The story of Portal 2 will stay with me and have me thinking about it long after I’m done playing it, while I couldn’t really tell you what the overall story of Mists of Pandaria has been so far without thinking about how to describe it.

Like, we got blamed for some sha by the Shado-Pan because we can’t control our feelings, but they were hear all the time, and Klaxxi invade all the time but Pandarians feel no sense of threat because Shado-Pan so slow down and relax, but trolls and Thunder King bits, and lots of mogu hid somewhere on this small island for thousands of years and nobody thought to hunt them down and finish them, and then sha, and some sha, and Horde sha bits, and then timeless rare hunting and easy-peasy gear upgrades.

And pets.

I’m watching other characters tell a compelling story in Mists of Pandaria, or reading them in books published outside the game.

In Portal 2, it feels more like I’m living it, or more to the point having the story happen to me, with sharp pointy bits.

Okay, 2000 words. Too long, executus, too long. I must add videos!

7 thoughts on “Now We’re Playing With Portals!

  1. Every once in a while an actor gets a role that makes you think “They were born for this”. JK Simmons got his with J Jonah Jameson in the Spiderman movies, so I was completely amazed when he got the role of a lifetime again as Cave Johnson.


    • Continuing the tangent, I always thought his role of a lifetime was Schillinger (Oz, although a lot of actors had “roles of a lifetime” on that show, not the easiest show to watch but man, those actors showed up and performed!) but he’s been good in everything I’ve seen/heard him in with the possible exception of The Closer, good show but the role didn’t seem to be a great fit for him. Talented dude, even makes those stupid State Farm commercials relatively watchable.


  2. I think you covered it well. For the record, the Multiplayer campaign in Portal 2 is set after the solo player. It will make sense later.

    I don’t have anything else to add, or recommend, for now.
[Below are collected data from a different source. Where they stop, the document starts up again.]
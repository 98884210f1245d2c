//! Visit report agent
//!
//! Features:
//! - Session orchestration over a streaming, tool-using model
//! - Validation-gated tool dispatch (account and contact before upload)
//! - Voice turns with end-pointed capture and spoken responses
//! - Event side channel for UIs and logs

pub mod events;
pub mod gate;
pub mod session;

pub use events::{AgentEvent, SessionState};
pub use gate::{ToolGate, ToolOutcome, ValidationState};
pub use session::{InputMode, UserInput, VisitSession};

use thiserror::Error;

/// Agent errors
#[derive(Error, Debug)]
pub enum AgentError {
    /// Bad input mode or empty text; raised before the model is contacted
    #[error("Invalid input: {0}")]
    InvalidInput(String),

    /// Microphone or speaker failure; text turns keep working
    #[error("Audio device error: {0}")]
    Device(String),

    #[error("Model error: {0}")]
    Model(String),

    #[error("Tool error: {0}")]
    Tool(String),

    #[error("Configuration error: {0}")]
    Config(String),

    #[error("Internal error: {0}")]
    Internal(String),
}

impl From<visit_agent_core::Error> for AgentError {
    fn from(err: visit_agent_core::Error) -> Self {
        use visit_agent_core::Error;
        match err {
            Error::Device(msg) => AgentError::Device(msg),
            Error::Model(msg) => AgentError::Model(msg),
            Error::Tool(msg) | Error::Integration(msg) => AgentError::Tool(msg),
            Error::Config(msg) => AgentError::Config(msg),
            Error::InvalidInput(msg) => AgentError::InvalidInput(msg),
            other => AgentError::Internal(other.to_string()),
        }
    }
}

impl From<visit_agent_llm::LlmError> for AgentError {
    fn from(err: visit_agent_llm::LlmError) -> Self {
        AgentError::Model(err.to_string())
    }
}

impl From<visit_agent_pipeline::PipelineError> for AgentError {
    fn from(err: visit_agent_pipeline::PipelineError) -> Self {
        visit_agent_core::Error::from(err).into()
    }
}

impl From<visit_agent_config::ConfigError> for AgentError {
    fn from(err: visit_agent_config::ConfigError) -> Self {
        AgentError::Config(err.to_string())
    }
}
  3. Yeah, I remember that feeling. And since you got it I’ll pass along another one.

    Memoria, by Daedalic. It’s a point and click. A couple of the puzzles are frustrating enough they kicked me out of the story – but the story brought me back in. And when i was done – and when I’d seen both the endings (because I got warned to save so I could see both choices), I sat back and gloried in having participated.

    Yeah, I think that’s the best word for that sort of immersion. Not played. Not listened. Not watched.

    Participated. Like I participated in Portal 2.

    I think there are others out there like that. Not a lot, but games designed to let you stop and look around and become immersed without feeling like it’s a race for survival and everything has to be seen later on review or you lose. Maybe some of the rest of the readers here will suggest as well.


  4. I’ve not played it, but my kiddo got it on launch day cause he loved the first one so much. He’s a huge fan and I may have bought him turrets for the past few holidays.


  5. Portal 2 has a great multiplayer mode. You play a pair of robots, each of which has its own portal gun, with different colors for your portals so you can tell them apart. The puzzles are designed to require teamwork to solve and they certainly do. The game has some great built in ways to point at and otherwise indicate things/locations, but when I played through with a friend we found it really helpful to be able to talk to each other on Skype while playing.

    I am not sure if you have the computers set up in such a way that you could play two computer multiplayer with your son, but if you could, you might find it a really worthwhile experience.

    It represents a different storyline than the main game. It’s not anywhere near as epic, as you are ‘just’ two robot minions, but I enjoyed it a great deal and the game is a lot of fun with another person.